START INPUT RECORDS

use std::fmt;
use std::io::{BufRead, Write};

use indexmap::IndexMap;
use rayon::prelude::*;
use tracing::{debug, info, warn};

use crate::analysis::Tokenizer;
use crate::corpus::store::DocumentStore;
use crate::document::DocumentStatistics;
use crate::error::{RerankError, Result};
use crate::query::StructuredQuery;
use crate::scorer::{CalculationMode, DocumentScorer, ScoringModel};

/// One line of a TREC run file: `qid iter docno rank score run_id`.
#[derive(Debug, Clone, PartialEq)]
pub struct RunLine {
    pub qid: String,
    pub iter: String,
    pub docno: String,
    pub rank: String,
    pub score: f64,
    pub run_id: String,
}

impl RunLine {
    /// Parse one whitespace separated line. `line_no` is 1-based and only
    /// used for error reporting.
    pub fn parse(line: &str, line_no: usize) -> Result<Self> {
        let fields: Vec<&str> = line.split_whitespace().collect();
        if fields.len() != 6 {
            return Err(RerankError::MalformedSource {
                line: line_no,
                reason: format!("run line has {} fields, expected 6", fields.len()),
            });
        }
        let score = fields[4].parse::<f64>().map_err(|e| RerankError::MalformedSource {
            line: line_no,
            reason: format!("bad score {:?}: {e}", fields[4]),
        })?;
        Ok(Self {
            qid: fields[0].to_string(),
            iter: fields[1].to_string(),
            docno: fields[2].to_string(),
            rank: fields[3].to_string(),
            score,
            run_id: fields[5].to_string(),
        })
    }

    /// Same line with only the score replaced.
    pub fn with_score(&self, score: f64) -> Self {
        Self {
            score,
            ..self.clone()
        }
    }
}

impl fmt::Display for RunLine {
    fn fmt(&self, f: &mut fmt::Formatter<'_>) -> fmt::Result {
        write!(
            f,
            "{} {} {} {} {} {}",
            self.qid, self.iter, self.docno, self.rank, self.score, self.run_id
        )
    }
}

/// Read every non-blank line of a run file.
pub fn read_run<R: BufRead>(reader: R) -> Result<Vec<RunLine>> {
    let mut lines = Vec::new();
    for (idx, line) in reader.lines().enumerate() {
        let line = line?;
        if line.trim().is_empty() {
            continue;
        }
        lines.push(RunLine::parse(&line, idx + 1)?);
    }
    Ok(lines)
}

pub fn write_run<W: Write>(mut writer: W, lines: &[RunLine]) -> Result<()> {
    for line in lines {
        writeln!(writer, "{line}")?;
    }
    writer.flush()?;
    Ok(())
}

/// Plain and structured query text of one topic.
#[derive(Debug, Clone, PartialEq)]
pub struct TopicQueries {
    pub plain: String,
    pub structured: String,
}

/// The three rescored copies of one input run.
#[derive(Debug, Clone, Default, PartialEq)]
pub struct RescoredRuns {
    /// basic Dirichlet, plain query
    pub basic: Vec<RunLine>,
    /// translation Dirichlet, plain query
    pub translation: Vec<RunLine>,
    /// translation Dirichlet, structured query
    pub structured: Vec<RunLine>,
}

/// Rescore a run three ways.
///
/// Every line keeps its position and fields. A line falls back to its
/// prior score in all three outputs when its topic is missing, when either
/// query of the topic cannot be built, or when the document field cannot
/// be fetched. A single failing formula only falls back in its own output.
pub fn rescore_run<S, T>(
    lines: &[RunLine],
    topics: &IndexMap<String, TopicQueries>,
    store: &S,
    field: &str,
    scorer: &DocumentScorer<'_>,
    tokenizer: &T,
    mode: CalculationMode,
) -> RescoredRuns
where
    S: DocumentStore + ?Sized,
    T: Tokenizer + ?Sized,
{
    let space = scorer.space();
    let mut queries: IndexMap<&str, Option<(StructuredQuery, StructuredQuery)>> = IndexMap::new();
    for line in lines {
        if queries.contains_key(line.qid.as_str()) {
            continue;
        }
        let built = match topics.get(&line.qid) {
            Some(topic) => StructuredQuery::build(&topic.plain, tokenizer, space)
                .and_then(|plain| Ok((plain, StructuredQuery::build(&topic.structured, tokenizer, space)?)))
                .map_err(|e| {
                    if e.is_recoverable() {
                        debug!(qid = %line.qid, error = %e, "topic queries unusable, keeping prior scores");
                    } else {
                        warn!(qid = %line.qid, error = %e, "topic queries failed, keeping prior scores");
                    }
                })
                .ok(),
            None => {
                warn!(qid = %line.qid, "no topic for run line, keeping prior scores");
                None
            }
        };
        queries.insert(line.qid.as_str(), built);
    }

    let rescored: Vec<[RunLine; 3]> = lines
        .par_iter()
        .map(|line| {
            let prior = || [line.clone(), line.clone(), line.clone()];
            let Some(Some((plain, structured))) = queries.get(line.qid.as_str()) else {
                return prior();
            };
            let Some(text) = store.field_text(&line.docno, field) else {
                warn!(docno = %line.docno, field, "document field missing, keeping prior scores");
                return prior();
            };
            let doc = DocumentStatistics::from_text(text, tokenizer);
            let rescore = |query: &StructuredQuery, model: ScoringModel| match scorer.score(query, &doc, model, mode) {
                Ok(score) => line.with_score(score),
                Err(e) => {
                    if e.is_recoverable() {
                        debug!(docno = %line.docno, ?model, error = %e, "keeping prior score");
                    } else {
                        warn!(docno = %line.docno, ?model, error = %e, "scoring failed, keeping prior score");
                    }
                    line.clone()
                }
            };
            [
                rescore(plain, ScoringModel::BasicDirichlet),
                rescore(plain, ScoringModel::TranslationDirichlet),
                rescore(structured, ScoringModel::TranslationDirichlet),
            ]
        })
        .collect();

    let mut runs = RescoredRuns {
        basic: Vec::with_capacity(lines.len()),
        translation: Vec::with_capacity(lines.len()),
        structured: Vec::with_capacity(lines.len()),
    };
    for [basic, translation, structured] in rescored {
        runs.basic.push(basic);
        runs.translation.push(translation);
        runs.structured.push(structured);
    }
    info!(lines = lines.len(), topics = queries.len(), "run rescored");
    runs
}

/// Keep the evaluation lines whose first field is `measure` (e.g. `P_10`).
pub fn filter_eval_lines<R: BufRead>(reader: R, measure: &str) -> Result<Vec<String>> {
    let mut kept = Vec::new();
    for line in reader.lines() {
        let line = line?;
        if line.split_whitespace().next() == Some(measure) {
            kept.push(line);
        }
    }
    Ok(kept)
}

END INPUT RECORDS

:: YOUR INSTRUCTIONS ::
Once you have checked every line of the material above, return the ones that hold the string "RerankError".

:: SOLUTION ::
use crate::error::{RerankError, Result};
            return Err(RerankError::MalformedSource {
        let score = fields[4].parse::<f64>().map_err(|e| RerankError::MalformedSource {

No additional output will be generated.